■ **Provided records**
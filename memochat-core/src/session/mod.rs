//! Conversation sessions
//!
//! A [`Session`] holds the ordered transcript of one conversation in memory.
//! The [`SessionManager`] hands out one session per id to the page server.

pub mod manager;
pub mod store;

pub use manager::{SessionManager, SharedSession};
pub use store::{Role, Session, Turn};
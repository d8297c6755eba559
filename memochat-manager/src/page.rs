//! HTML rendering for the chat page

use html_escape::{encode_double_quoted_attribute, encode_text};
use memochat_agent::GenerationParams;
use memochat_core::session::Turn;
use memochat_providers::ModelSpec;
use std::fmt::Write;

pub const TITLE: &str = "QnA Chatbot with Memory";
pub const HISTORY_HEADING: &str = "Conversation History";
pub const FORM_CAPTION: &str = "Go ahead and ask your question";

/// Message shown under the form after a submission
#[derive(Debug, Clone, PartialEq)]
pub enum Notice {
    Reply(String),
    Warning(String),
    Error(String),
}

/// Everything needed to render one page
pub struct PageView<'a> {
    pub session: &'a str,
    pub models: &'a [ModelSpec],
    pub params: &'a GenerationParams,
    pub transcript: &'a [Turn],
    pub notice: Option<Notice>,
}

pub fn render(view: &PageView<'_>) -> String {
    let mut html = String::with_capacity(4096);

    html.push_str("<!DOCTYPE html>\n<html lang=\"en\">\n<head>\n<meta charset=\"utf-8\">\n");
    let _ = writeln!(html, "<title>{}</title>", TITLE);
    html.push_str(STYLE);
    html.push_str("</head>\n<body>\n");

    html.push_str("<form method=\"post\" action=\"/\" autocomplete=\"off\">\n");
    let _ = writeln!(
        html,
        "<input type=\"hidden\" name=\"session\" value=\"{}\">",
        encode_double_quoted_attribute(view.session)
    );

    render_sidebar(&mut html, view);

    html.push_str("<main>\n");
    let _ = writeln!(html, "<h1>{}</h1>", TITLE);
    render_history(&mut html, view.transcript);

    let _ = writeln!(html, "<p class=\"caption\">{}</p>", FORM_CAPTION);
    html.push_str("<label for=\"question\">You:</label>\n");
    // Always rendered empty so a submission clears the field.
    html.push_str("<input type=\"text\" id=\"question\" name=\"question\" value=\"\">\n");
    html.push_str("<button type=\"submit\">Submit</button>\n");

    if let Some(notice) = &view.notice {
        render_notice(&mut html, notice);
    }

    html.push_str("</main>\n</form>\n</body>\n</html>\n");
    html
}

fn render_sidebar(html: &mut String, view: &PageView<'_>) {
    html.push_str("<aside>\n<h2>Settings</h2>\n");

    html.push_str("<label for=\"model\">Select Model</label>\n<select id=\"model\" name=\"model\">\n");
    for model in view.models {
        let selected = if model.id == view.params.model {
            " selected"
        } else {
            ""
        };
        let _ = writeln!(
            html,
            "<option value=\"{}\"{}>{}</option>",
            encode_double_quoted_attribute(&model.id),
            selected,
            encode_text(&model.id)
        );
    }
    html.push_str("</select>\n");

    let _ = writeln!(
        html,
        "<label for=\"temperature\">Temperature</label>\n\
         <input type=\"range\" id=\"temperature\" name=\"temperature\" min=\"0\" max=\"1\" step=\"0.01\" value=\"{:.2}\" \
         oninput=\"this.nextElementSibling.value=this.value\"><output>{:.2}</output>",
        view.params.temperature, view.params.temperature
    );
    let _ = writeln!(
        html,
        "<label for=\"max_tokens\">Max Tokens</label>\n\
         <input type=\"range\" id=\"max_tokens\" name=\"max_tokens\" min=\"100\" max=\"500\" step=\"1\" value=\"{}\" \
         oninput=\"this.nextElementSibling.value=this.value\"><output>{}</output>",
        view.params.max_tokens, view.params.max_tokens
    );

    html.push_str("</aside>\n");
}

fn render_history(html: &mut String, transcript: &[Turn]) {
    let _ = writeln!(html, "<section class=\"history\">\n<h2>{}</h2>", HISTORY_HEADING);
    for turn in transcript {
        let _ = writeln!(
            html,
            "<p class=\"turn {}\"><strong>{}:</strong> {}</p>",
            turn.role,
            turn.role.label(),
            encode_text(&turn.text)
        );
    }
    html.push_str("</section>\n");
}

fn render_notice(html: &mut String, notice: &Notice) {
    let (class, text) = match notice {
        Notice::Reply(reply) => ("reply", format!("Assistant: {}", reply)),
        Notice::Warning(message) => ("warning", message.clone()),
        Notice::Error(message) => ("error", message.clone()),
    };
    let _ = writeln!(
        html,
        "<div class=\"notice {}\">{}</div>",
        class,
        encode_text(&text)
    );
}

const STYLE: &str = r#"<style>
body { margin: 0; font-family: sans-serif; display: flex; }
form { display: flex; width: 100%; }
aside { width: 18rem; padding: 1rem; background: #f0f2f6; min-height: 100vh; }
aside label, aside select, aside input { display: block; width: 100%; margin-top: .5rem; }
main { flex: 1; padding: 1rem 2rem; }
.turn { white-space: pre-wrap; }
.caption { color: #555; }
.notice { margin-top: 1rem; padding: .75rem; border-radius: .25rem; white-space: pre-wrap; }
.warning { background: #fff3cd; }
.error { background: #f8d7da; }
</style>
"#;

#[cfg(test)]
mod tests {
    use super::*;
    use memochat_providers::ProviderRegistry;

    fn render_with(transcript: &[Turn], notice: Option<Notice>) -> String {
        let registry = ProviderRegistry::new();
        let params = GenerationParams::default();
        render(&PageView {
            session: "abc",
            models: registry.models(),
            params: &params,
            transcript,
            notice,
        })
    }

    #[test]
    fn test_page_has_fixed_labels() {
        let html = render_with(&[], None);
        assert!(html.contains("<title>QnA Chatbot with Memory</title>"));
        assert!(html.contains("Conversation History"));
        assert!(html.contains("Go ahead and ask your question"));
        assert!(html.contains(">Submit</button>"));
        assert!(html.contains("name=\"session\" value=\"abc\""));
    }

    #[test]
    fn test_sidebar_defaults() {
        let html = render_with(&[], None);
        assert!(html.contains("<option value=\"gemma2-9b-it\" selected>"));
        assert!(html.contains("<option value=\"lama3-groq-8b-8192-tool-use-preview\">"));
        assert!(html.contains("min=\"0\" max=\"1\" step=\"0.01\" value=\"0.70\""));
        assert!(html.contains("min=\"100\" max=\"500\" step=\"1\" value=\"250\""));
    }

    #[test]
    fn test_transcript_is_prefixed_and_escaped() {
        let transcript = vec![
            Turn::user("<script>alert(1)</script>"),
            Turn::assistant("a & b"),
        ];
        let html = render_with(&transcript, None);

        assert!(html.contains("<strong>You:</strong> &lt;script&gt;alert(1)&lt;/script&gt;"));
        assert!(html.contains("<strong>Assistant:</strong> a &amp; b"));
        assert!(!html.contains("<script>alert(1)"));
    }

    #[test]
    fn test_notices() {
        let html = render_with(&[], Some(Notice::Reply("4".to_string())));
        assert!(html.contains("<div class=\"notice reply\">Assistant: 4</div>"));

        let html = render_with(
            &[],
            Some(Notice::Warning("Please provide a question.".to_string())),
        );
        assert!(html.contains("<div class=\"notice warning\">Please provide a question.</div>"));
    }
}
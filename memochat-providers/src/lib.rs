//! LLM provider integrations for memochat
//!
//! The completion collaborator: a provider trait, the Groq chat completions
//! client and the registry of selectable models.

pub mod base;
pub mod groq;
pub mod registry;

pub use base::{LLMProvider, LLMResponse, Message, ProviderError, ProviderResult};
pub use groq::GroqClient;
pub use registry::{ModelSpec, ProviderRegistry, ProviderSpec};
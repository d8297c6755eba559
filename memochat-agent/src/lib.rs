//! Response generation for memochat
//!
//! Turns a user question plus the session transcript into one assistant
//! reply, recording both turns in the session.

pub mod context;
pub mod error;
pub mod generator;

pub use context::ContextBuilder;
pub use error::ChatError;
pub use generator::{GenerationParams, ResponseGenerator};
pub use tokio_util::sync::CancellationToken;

■ **Exercise instructions**
Print the records above once again, exactly as written.

■ **Result**
filename memochat-core/src/session/mod.rs
//! Conversation sessions
//!
//! A [`Session`] holds the ordered transcript of one conversation in memory.
//! The [`SessionManager`] hands out one session per id to the page server.

pub mod manager;
pub mod store;

pub use manager::{SessionManager, SharedSession};
pub use store::{Role, Session, Turn};
repository d8297c6755eba559
filename memochat-manager/src/page.rs
//! HTML rendering for the chat page

use html_escape::{encode_double_quoted_attribute, encode_text};
use memochat_agent::GenerationParams;
use memochat_core::session::Turn;
use memochat_providers::ModelSpec;
use std::fmt::Write;

pub const TITLE: &str = "QnA Chatbot with Memory";
pub const HISTORY_HEADING: &str = "Conversation History";
pub const FORM_CAPTION: &str = "Go ahead and ask your question";

/// Message shown under the form after a submission
#[derive(Debug, Clone, PartialEq)]
pub enum Notice {
    Reply(String),
    Warning(String),
    Error(String),
}

/// Everything needed to render one page
pub struct PageView<'a> {
    pub session: &'a str,
    pub models: &'a [ModelSpec],
    pub params: &'a GenerationParams,
    pub transcript: &'a [Turn],
    pub notice: Option<Notice>,
}

pub fn render(view: &PageView<'_>) -> String {
    let mut html = String::with_capacity(4096);

    html.push_str("<!DOCTYPE html>\n<html lang=\"en\">\n<head>\n<meta charset=\"utf-8\">\n");
    let _ = writeln!(html, "<title>{}</title>", TITLE);
    html.push_str(STYLE);
    html.push_str("</head>\n<body>\n");

    html.push_str("<form method=\"post\" action=\"/\" autocomplete=\"off\">\n");
    let _ = writeln!(
        html,
        "<input type=\"hidden\" name=\"session\" value=\"{}\">",
        encode_double_quoted_attribute(view.session)
    );

    render_sidebar(&mut html, view);

    html.push_str("<main>\n");
    let _ = writeln!(html, "<h1>{}</h1>", TITLE);
    render_history(&mut html, view.transcript);

    let _ = writeln!(html, "<p class=\"caption\">{}</p>", FORM_CAPTION);
    html.push_str("<label for=\"question\">You:</label>\n");
    // Always rendered empty so a submission clears the field.
    html.push_str("<input type=\"text\" id=\"question\" name=\"question\" value=\"\">\n");
    html.push_str("<button type=\"submit\">Submit</button>\n");

    if let Some(notice) = &view.notice {
        render_notice(&mut html, notice);
    }

    html.push_str("</main>\n</form>\n</body>\n</html>\n");
    html
}

fn render_sidebar(html: &mut String, view: &PageView<'_>) {
    html.push_str("<aside>\n<h2>Settings</h2>\n");

    html.push_str("<label for=\"model\">Select Model</label>\n<select id=\"model\" name=\"model\">\n");
    for model in view.models {
        let selected = if model.id == view.params.model {
            " selected"
        } else {
            ""
        };
        let _ = writeln!(
            html,
            "<option value=\"{}\"{}>{}</option>",
            encode_double_quoted_attribute(&model.id),
            selected,
            encode_text(&model.id)
        );
    }
    html.push_str("</select>\n");

    let _ = writeln!(
        html,
        "<label for=\"temperature\">Temperature</label>\n\
         <input type=\"range\" id=\"temperature\" name=\"temperature\" min=\"0\" max=\"1\" step=\"0.01\" value=\"{:.2}\" \
         oninput=\"this.nextElementSibling.value=this.value\"><output>{:.2}</output>",
        view.params.temperature, view.params.temperature
    );
    let _ = writeln!(
        html,
        "<label for=\"max_tokens\">Max Tokens</label>\n\
         <input type=\"range\" id=\"max_tokens\" name=\"max_tokens\" min=\"100\" max=\"500\" step=\"1\" value=\"{}\" \
         oninput=\"this.nextElementSibling.value=this.value\"><output>{}</output>",
        view.params.max_tokens, view.params.max_tokens
    );

    html.push_str("</aside>\n");
}

fn render_history(html: &mut String, transcript: &[Turn]) {
    let _ = writeln!(html, "<section class=\"history\">\n<h2>{}</h2>", HISTORY_HEADING);
    for turn in transcript {
        let _ = writeln!(
            html,
            "<p class=\"turn {}\"><strong>{}:</strong> {}</p>",
            turn.role,
            turn.role.label(),
            encode_text(&turn.text)
        );
    }
    html.push_str("</section>\n");
}

fn render_notice(html: &mut String, notice: &Notice) {
    let (class, text) = match notice {
        Notice::Reply(reply) => ("reply", format!("Assistant: {}", reply)),
        Notice::Warning(message) => ("warning", message.clone()),
        Notice::Error(message) => ("error", message.clone()),
    };
    let _ = writeln!(
        html,
        "<div class=\"notice {}\">{}</div>",
        class,
        encode_text(&text)
    );
}

const STYLE: &str = r#"<style>
body { margin: 0; font-family: sans-serif; display: flex; }
form { display: flex; width: 100%; }
aside { width: 18rem; padding: 1rem; background: #f0f2f6; min-height: 100vh; }
aside label, aside select, aside input { display: block; width: 100%; margin-top: .5rem; }
main { flex: 1; padding: 1rem 2rem; }
.turn { white-space: pre-wrap; }
.caption { color: #555; }
.notice { margin-top: 1rem; padding: .75rem; border-radius: .25rem; white-space: pre-wrap; }
.warning { background: #fff3cd; }
.error { background: #f8d7da; }
</style>
"#;

#[cfg(test)]
mod tests {
    use super::*;
    use memochat_providers::ProviderRegistry;

    fn render_with(transcript: &[Turn], notice: Option<Notice>) -> String {
        let registry = ProviderRegistry::new();
        let params = GenerationParams::default();
        render(&PageView {
            session: "abc",
            models: registry.models(),
            params: &params,
            transcript,
            notice,
        })
    }

    #[test]
    fn test_page_has_fixed_labels() {
        let html = render_with(&[], None);
        assert!(html.contains("<title>QnA Chatbot with Memory</title>"));
        assert!(html.contains("Conversation History"));
        assert!(html.contains("Go ahead and ask your question"));
        assert!(html.contains(">Submit</button>"));
        assert!(html.contains("name=\"session\" value=\"abc\""));
    }

    #[test]
    fn test_sidebar_defaults() {
        let html = render_with(&[], None);
        assert!(html.contains("<option value=\"gemma2-9b-it\" selected>"));
        assert!(html.contains("<option value=\"lama3-groq-8b-8192-tool-use-preview\">"));
        assert!(html.contains("min=\"0\" max=\"1\" step=\"0.01\" value=\"0.70\""));
        assert!(html.contains("min=\"100\" max=\"500\" step=\"1\" value=\"250\""));
    }

    #[test]
    fn test_transcript_is_prefixed_and_escaped() {
        let transcript = vec![
            Turn::user("<script>alert(1)</script>"),
            Turn::assistant("a & b"),
        ];
        let html = render_with(&transcript, None);

        assert!(html.contains("<strong>You:</strong> &lt;script&gt;alert(1)&lt;/script&gt;"));
        assert!(html.contains("<strong>Assistant:</strong> a &amp; b"));
        assert!(!html.contains("<script>alert(1)"));
    }

    #[test]
    fn test_notices() {
        let html = render_with(&[], Some(Notice::Reply("4".to_string())));
        assert!(html.contains("<div class=\"notice reply\">Assistant: 4</div>"));

        let html = render_with(
            &[],
            Some(Notice::Warning("Please provide a question.".to_string())),
        );
        assert!(html.contains("<div class=\"notice warning\">Please provide a question.</div>"));
    }
}
filename memochat-providers/src/lib.rs
//! LLM provider integrations for memochat
//!
//! The completion collaborator: a provider trait, the Groq chat completions
//! client and the registry of selectable models.

pub mod base;
pub mod groq;
pub mod registry;

pub use base::{LLMProvider, LLMResponse, Message, ProviderError, ProviderResult};
pub use groq::GroqClient;
pub use registry::{ModelSpec, ProviderRegistry, ProviderSpec};
repository d8297c6755eba559
filename memochat-agent/src/lib.rs
//! Response generation for memochat
//!
//! Turns a user question plus the session transcript into one assistant
//! reply, recording both turns in the session.

pub mod context;
pub mod error;
pub mod generator;

pub use context::ContextBuilder;
pub use error::ChatError;
pub use generator::{GenerationParams, ResponseGenerator};
pub use tokio_util::sync::CancellationToken;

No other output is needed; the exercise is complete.